The move by our Prime Minister, Mr. Narendra Modi to demonetize the existing notes of Rs. 500 and Rs. 1000 has been one that has had tremendous impact to say the least. With the primary objective of curbing black money, counterfeit currency in circulation and potential terror funding, this move is expected to boost government revenues significantly since more money will become accountable and taxable. With these figures expected to reflect in next year's GDP numbers, this move has been welcomed by all. This is notwithstanding the ongoing operational issues related to the planning, implementation and execution of this move.
Like most sectors, the effect of demonetization of the real estate industry is definitely a positive. The real estate industry has been purposefully moving towards an era of transparency and self-regulation and hence the percentage of business that is conducted in ‘cash’ is negligible. The latter, if any, may be more prevalent in the secondary and unorganized segments of the industry. Cash transactions are also more typically associated in supply chains related to markets i.e. material, labor etc. This is expected to be eliminated as a result of this announcement which augurs really well for the sector. Net-net, the realty market is therefore set to become more robust and attractive for investors like banks, private equity and institutional investors. This much needed stability and credibility is definitely a stimulus for growth and will boost customer confidence thus creating a win-win situation for the industry in the long term.
With demonetization, it is also widely expected that interest rates will come down not only making housing more affordable to the common man but enabling a larger base of customers to purchase their dream home. A significant reduction in the lending rates will lead to a steady rise in demand and will go a long way in help clearing the unsold and excess inventory existing in some markets in the medium term. This is also a positive signal for the affordable housing sector as typically buyers here require a higher percentage of home loans - up to 90% of the property price and hence the demand in the affordable housing sector will not be impacted.

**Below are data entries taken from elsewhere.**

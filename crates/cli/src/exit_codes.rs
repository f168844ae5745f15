//! CLI Exit Code Registry
//!
//! This is the single source of truth for all CLI exit codes.
//! Exit codes are part of the shell contract; scripts rely on them.
//!
//! # Exit Code Ranges
//!
//! | Range   | Domain           | Description                              |
//! |---------|------------------|------------------------------------------|
//! | 0       | Universal        | Success                                  |
//! | 1       | Universal        | General error (unspecified)              |
//! | 2       | Universal        | CLI usage error (bad args, missing file) |
//! | 3       | Universal        | Local file I/O                           |
//! | 10-19   | form             | Local validation of the form             |
//! | 20-29   | sheets           | Token exchange and sheet calls           |
//! | 30-39   | config           | Configuration and credentials            |
//!
//! # Adding New Exit Codes
//!
//! 1. Add the constant in the appropriate range
//! 2. Document what triggers it
//! 3. Update the table above
//! 4. Wire it into the relevant mapping function below

use bookreg_config::ConfigError;
use bookreg_core::SubmitError;
use bookreg_io::ExportError;
use bookreg_sheets::SheetsError;

// =============================================================================
// Universal (0-3)
// =============================================================================

/// Success - command completed without errors.
pub const EXIT_SUCCESS: u8 = 0;

/// General error - unspecified failure.
/// Avoid using this; prefer a specific error code.
pub const EXIT_ERROR: u8 = 1;

/// Usage error - bad arguments, unknown field key.
pub const EXIT_USAGE: u8 = 2;

/// Reading input or writing an export file failed.
pub const EXIT_IO: u8 = 3;

// =============================================================================
// Form (10-19)
// =============================================================================

/// No row carries any content; nothing was sent.
pub const EXIT_NOTHING_TO_SUBMIT: u8 = 10;

// =============================================================================
// Sheets (20-29)
// =============================================================================

/// Access token could not be obtained (bad key, rejected assertion).
pub const EXIT_AUTH: u8 = 20;

/// Append call failed. Rows were not saved.
pub const EXIT_SAVE: u8 = 21;

/// Read call failed.
pub const EXIT_LOAD: u8 = 22;

// =============================================================================
// Config (30-39)
// =============================================================================

/// Config file, key file or environment is unreadable, invalid or incomplete.
pub const EXIT_CONFIG: u8 = 30;

// =============================================================================
// Error mapping
// =============================================================================

pub fn sheets_exit_code(err: &SheetsError) -> u8 {
    match err {
        SheetsError::Auth(_) => EXIT_AUTH,
        SheetsError::Save(_) => EXIT_SAVE,
        SheetsError::Load(_) => EXIT_LOAD,
    }
}

pub fn config_exit_code(_err: &ConfigError) -> u8 {
    EXIT_CONFIG
}

pub fn export_exit_code(err: &ExportError) -> u8 {
    match err {
        ExportError::Io { .. } => EXIT_IO,
        ExportError::Xlsx(_) | ExportError::Csv(_) => EXIT_ERROR,
    }
}

pub fn submit_exit_code(err: &SubmitError<SheetsError>) -> u8 {
    match err {
        SubmitError::NothingToSubmit => EXIT_NOTHING_TO_SUBMIT,
        SubmitError::Busy => EXIT_ERROR,
        SubmitError::Remote(e) => sheets_exit_code(e),
    }
}
// Property-based tests for the grid store and paste fanout.
// CI: 256 cases (default). Soak: PROPTEST_CASES=10000 cargo test --release

use std::collections::HashSet;

use bookreg_core::paste::paste;
use bookreg_core::{reduce, Action, Field, FieldPolicies, Grid, RowId, FIELD_COUNT};
use proptest::prelude::*;

// ---------------------------------------------------------------------------
// Config
// ---------------------------------------------------------------------------

fn config_256() -> ProptestConfig {
    ProptestConfig {
        cases: std::env::var("PROPTEST_CASES")
            .ok()
            .and_then(|s| s.parse().ok())
            .unwrap_or(256),
        failure_persistence: None,
        ..ProptestConfig::default()
    }
}

// ---------------------------------------------------------------------------
// Strategies
// ---------------------------------------------------------------------------

fn arb_field() -> impl Strategy<Value = Field> {
    (0..FIELD_COUNT).prop_map(|i| Field::at(i).unwrap())
}

/// Row ids in a range that covers seeded, grown and unknown rows.
fn arb_row() -> impl Strategy<Value = RowId> {
    0u64..40
}

fn arb_cell() -> impl Strategy<Value = String> {
    r"[ a-z0-9,\-가-힣]{0,8}"
}

/// Clipboard-like text: lines of tab-separated cells, some blank lines.
fn arb_clipboard() -> impl Strategy<Value = String> {
    proptest::collection::vec(proptest::collection::vec(arb_cell(), 0..12), 0..15).prop_map(
        |lines| {
            lines
                .into_iter()
                .map(|cells| cells.join("\t"))
                .collect::<Vec<_>>()
                .join("\n")
        },
    )
}

fn arb_action() -> impl Strategy<Value = Action> {
    prop_oneof![
        (arb_row(), arb_field(), arb_cell())
            .prop_map(|(row, field, value)| Action::SetCell { row, field, value }),
        arb_input_action(),
    ]
}

/// Actions a user can produce from the form: everything goes through a sanitizer.
fn arb_input_action() -> impl Strategy<Value = Action> {
    prop_oneof![
        (arb_row(), arb_field(), arb_cell())
            .prop_map(|(row, field, value)| Action::Edit { row, field, value }),
        Just(Action::AddRow),
        arb_row().prop_map(|row| Action::DeleteRow { row }),
        (arb_row(), arb_field(), arb_clipboard())
            .prop_map(|(row, field, text)| Action::Paste { row, field, text }),
    ]
}

fn run(actions: &[Action]) -> Grid {
    let policies = FieldPolicies::default();
    actions
        .iter()
        .fold(Grid::seeded(10), |g, a| reduce(&g, a, &policies))
}

fn non_blank_lines(text: &str) -> usize {
    text.split('\n').filter(|l| !l.trim().is_empty()).count()
}

// ---------------------------------------------------------------------------
// Properties
// ---------------------------------------------------------------------------

proptest! {
    #![proptest_config(config_256())]

    #[test]
    fn ids_unique_and_grid_never_empty(actions in proptest::collection::vec(arb_action(), 0..40)) {
        let g = run(&actions);
        prop_assert!(g.len() >= 1);
        let ids: HashSet<RowId> = g.row_order().into_iter().collect();
        prop_assert_eq!(ids.len(), g.len());
    }

    #[test]
    fn set_cell_shares_untouched_rows(
        actions in proptest::collection::vec(arb_action(), 0..10),
        field in arb_field(),
        value in arb_cell(),
        pick in any::<prop::sample::Index>(),
    ) {
        let g = run(&actions);
        let target = g.row_order()[pick.index(g.len())];
        let next = g.set_cell(target, field, value.clone());

        prop_assert_eq!(next.len(), g.len());
        prop_assert_eq!(next.row(target).unwrap().get(field), value.as_str());
        for (old, new) in g.rows().zip(next.rows()) {
            if old.id != target {
                prop_assert!(std::ptr::eq(old, new));
            }
        }
    }

    #[test]
    fn add_then_delete_restores_rows(actions in proptest::collection::vec(arb_action(), 0..10)) {
        let g = run(&actions);
        let grown = g.add_row();
        prop_assert_eq!(grown.len(), g.len() + 1);
        let new_id = *grown.row_order().last().unwrap();
        prop_assert!(g.row(new_id).is_none());
        prop_assert_eq!(grown.delete_row(new_id), g);
    }

    #[test]
    fn paste_grows_to_fit_and_sanitizes(
        actions in proptest::collection::vec(arb_input_action(), 0..10),
        field in arb_field(),
        text in arb_clipboard(),
        pick in any::<prop::sample::Index>(),
    ) {
        let policies = FieldPolicies::default();
        let g = run(&actions);
        let anchor_pos = pick.index(g.len());
        let anchor = g.row_order()[anchor_pos];
        let before = g.clone();

        let next = paste(&g, anchor, field, &text, &policies);

        // Receiver untouched.
        prop_assert_eq!(&g, &before);

        let lines = non_blank_lines(&text);
        prop_assert_eq!(next.len(), g.len().max(anchor_pos + lines));

        // Existing rows keep their order; new rows come after.
        prop_assert_eq!(&next.row_order()[..g.len()], &g.row_order()[..]);

        for row in next.rows() {
            for f in [Field::BookId, Field::Isbn, Field::Price] {
                prop_assert!(row.get(f).chars().all(|c| c.is_ascii_digit()));
            }
        }

        // Rows above the anchor are the same allocations.
        for pos in 0..anchor_pos {
            prop_assert!(std::ptr::eq(g.row_at(pos).unwrap(), next.row_at(pos).unwrap()));
        }
    }

    #[test]
    fn paste_fields_before_anchor_untouched(
        field in arb_field(),
        text in arb_clipboard(),
    ) {
        let g = Grid::seeded(3);
        let seeded = Field::ALL.iter().fold(g, |g, f| g.set_cell(0, *f, "1"));
        let next = paste(&seeded, 0, field, &text, &FieldPolicies::default());
        for f in &Field::ALL[..field.index()] {
            prop_assert_eq!(next.row(0).unwrap().get(*f), "1");
        }
    }
}
//! Google Sheets client for book registrations.
//!
//! This crate is the single source of truth for the remote wire contract:
//! service-account token exchange, row append, row read.
//!
//! Blocking, sequential, no retries. Every failure is classified by stage
//! (auth, save, load) so callers can report it in one line.

mod client;
mod error;
pub mod token;

pub use client::SheetsClient;
pub use error::{Failure, SheetsError};
pub use token::AccessToken;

Just like any major change, there could be some short lived impacts in the short and very short term. There is a tendency to “wait and watch” and postpone buying decisions with an expectation that prices could come down. Therefore, some slowdown could be expected to last at best for about a couple of months.
Talking of specific markets, there is likely to be an impact in investor driven markets. However, in markets like Bangalore which is primarily driven by the IT and ITES sectors the impact is negligible. The market here has already seen a correction in the prices and is currently priced most realistically than most other metros. Compared to other metros, the prices in Bangalore are definitely more reasonable due to which the likelihood of prices reducing further is bleak. In this scenario, there could only be a temporary lull in buying as per the current trend everywhere. But in the medium to long term, the real estate market in Bangalore will continue to remain stable with great scope for buoyancy, given the fact that downward lending rates by banks can lead to people in other professions apart from IT and ITES entering the buying space.
All in all, this is a positive move that encourages professional players using the best practices and delivery quality products. While the bigger players will continue to gain ground, the move ensures that even smaller but organized developers get a fair and level playing ground. This would encourage healthy competition among developers and benefit buyers who can choose to compare and make informed choices. Further the eventual implementation of the Real Estate Regulation Act (RERA) is expected to boost transparency and expedite the approval process making the sector more profitable to investors, buyers and builders.